In 2004, the Nu Mu Lambda chapter of Alpha Phi Alpha fraternity held a voter registration drive in DeKalb County, Georgia, from which Georgia secretary of state Cathy Cox (Dem.) rejected all 63 voter registration applications on the basis that the fraternity did not follow correct procedures, including obtaining specific pre-clearance from the state to conduct their drive. Nu Mu Lambda filed Charles H. Wesley Education Foundation v. Cathy Cox (Wesley v. Cox) on the basis that Georgia's long-standing policy and practice of rejecting mail-in voter registration applications that were submitted in bundles, by persons other than registrars, deputy registrars, or "authorized persons", violated the requirements of the National Voter Registration Act by undermining voter registration drives. A senior U.S. district judge upheld earlier federal court decisions in the case, which also found private entities have a right, under the federal law, to engage in organized voter registration activity in Georgia at times and locations of their choosing, without the presence or permission of state or local election officials.

===Other provisions===
Section 8 of the act sets out requirements for how states maintain voter registration lists for federal elections. The act deems as timely those valid voter registration applications by eligible applicants submitted to designated state and local officials, or postmarked if submitted by mail, at least 30 days before a federal election. The act also requires the notification of all applicants of whether their voter registration applications were accepted or rejected.
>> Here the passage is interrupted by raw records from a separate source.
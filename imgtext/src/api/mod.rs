//! Local HTTP front door.
//!
//! Emulates the API Gateway proxy integration in front of the Lambda so the
//! function can be driven with plain HTTP during development.

mod extractors;
mod handlers;
mod routes;
mod state;

pub use extractors::{inbound_from_parts, GatewayEvent};
pub use routes::create_router;
pub use state::AppState;

use tracing::info;

use crate::config::ServerConfig;
use crate::error::Result;
use crate::handler::RequestHandler;

pub async fn serve(config: &ServerConfig, handler: RequestHandler) -> Result<()> {
    let app = create_router(AppState::new(handler));

    let addr = format!("{}:{}", config.host, config.port);
    let listener = tokio::net::TcpListener::bind(&addr).await?;
    info!("imgtext starting on http://{}", addr);
    info!("  Try: curl -H 's3_url: https://<bucket>.s3.amazonaws.com/<key>' http://{}/", addr);

    axum::serve(listener, app)
        .with_graceful_shutdown(shutdown_signal())
        .await?;

    Ok(())
}

async fn shutdown_signal() {
    let ctrl_c = async {
        if let Err(e) = tokio::signal::ctrl_c().await {
            tracing::error!("Failed to install Ctrl+C handler: {}", e);
            std::future::pending::<()>().await;
        }
    };

    #[cfg(unix)]
    let terminate = async {
        match tokio::signal::unix::signal(tokio::signal::unix::SignalKind::terminate()) {
            Ok(mut signal) => {
                signal.recv().await;
            }
            Err(e) => {
                tracing::error!("Failed to install SIGTERM handler: {}", e);
                std::future::pending::<()>().await;
            }
        }
    };

    #[cfg(not(unix))]
    let terminate = std::future::pending::<()>();

    tokio::select! {
        _ = ctrl_c => {},
        _ = terminate => {},
    }

    info!("Shutdown signal received");
}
The act requires states to keep voter registration lists accurate and current, such as identifying persons who have become ineligible due to having died or moved outside the jurisdiction. At the same time, the act requires list maintenance programs to incorporate specific safeguards, e.g., they must be uniform, non-discriminatory, in compliance with the Voting Rights Act, and not be undertaken within 90 days of a federal election.

The removal of voters for non-voting or for having moved can only be done after meeting the requirements set out in the act. Voters can be removed from registration lists when they have been convicted of a disqualifying crime or adjudged mentally incapacitated, where such removals are allowed by state law. The NVRA also provides additional safeguards under which registered voters would be able to vote notwithstanding a change in address in certain circumstances, such as when a voter has moved within a district or a precinct will retain the right to vote even if they have not re-registered at their new address.

==Compliance==
Voting rights organizations have argued that many states have not been complying with the NVRA. In several states, organizations such as Demos, Project Vote, Campaign Legal Center and Lawyers' Committee for Civil Rights Under Law have filed lawsuits or sent pre-litigation letters. In some of these cases, this has resulted in changes in compliance.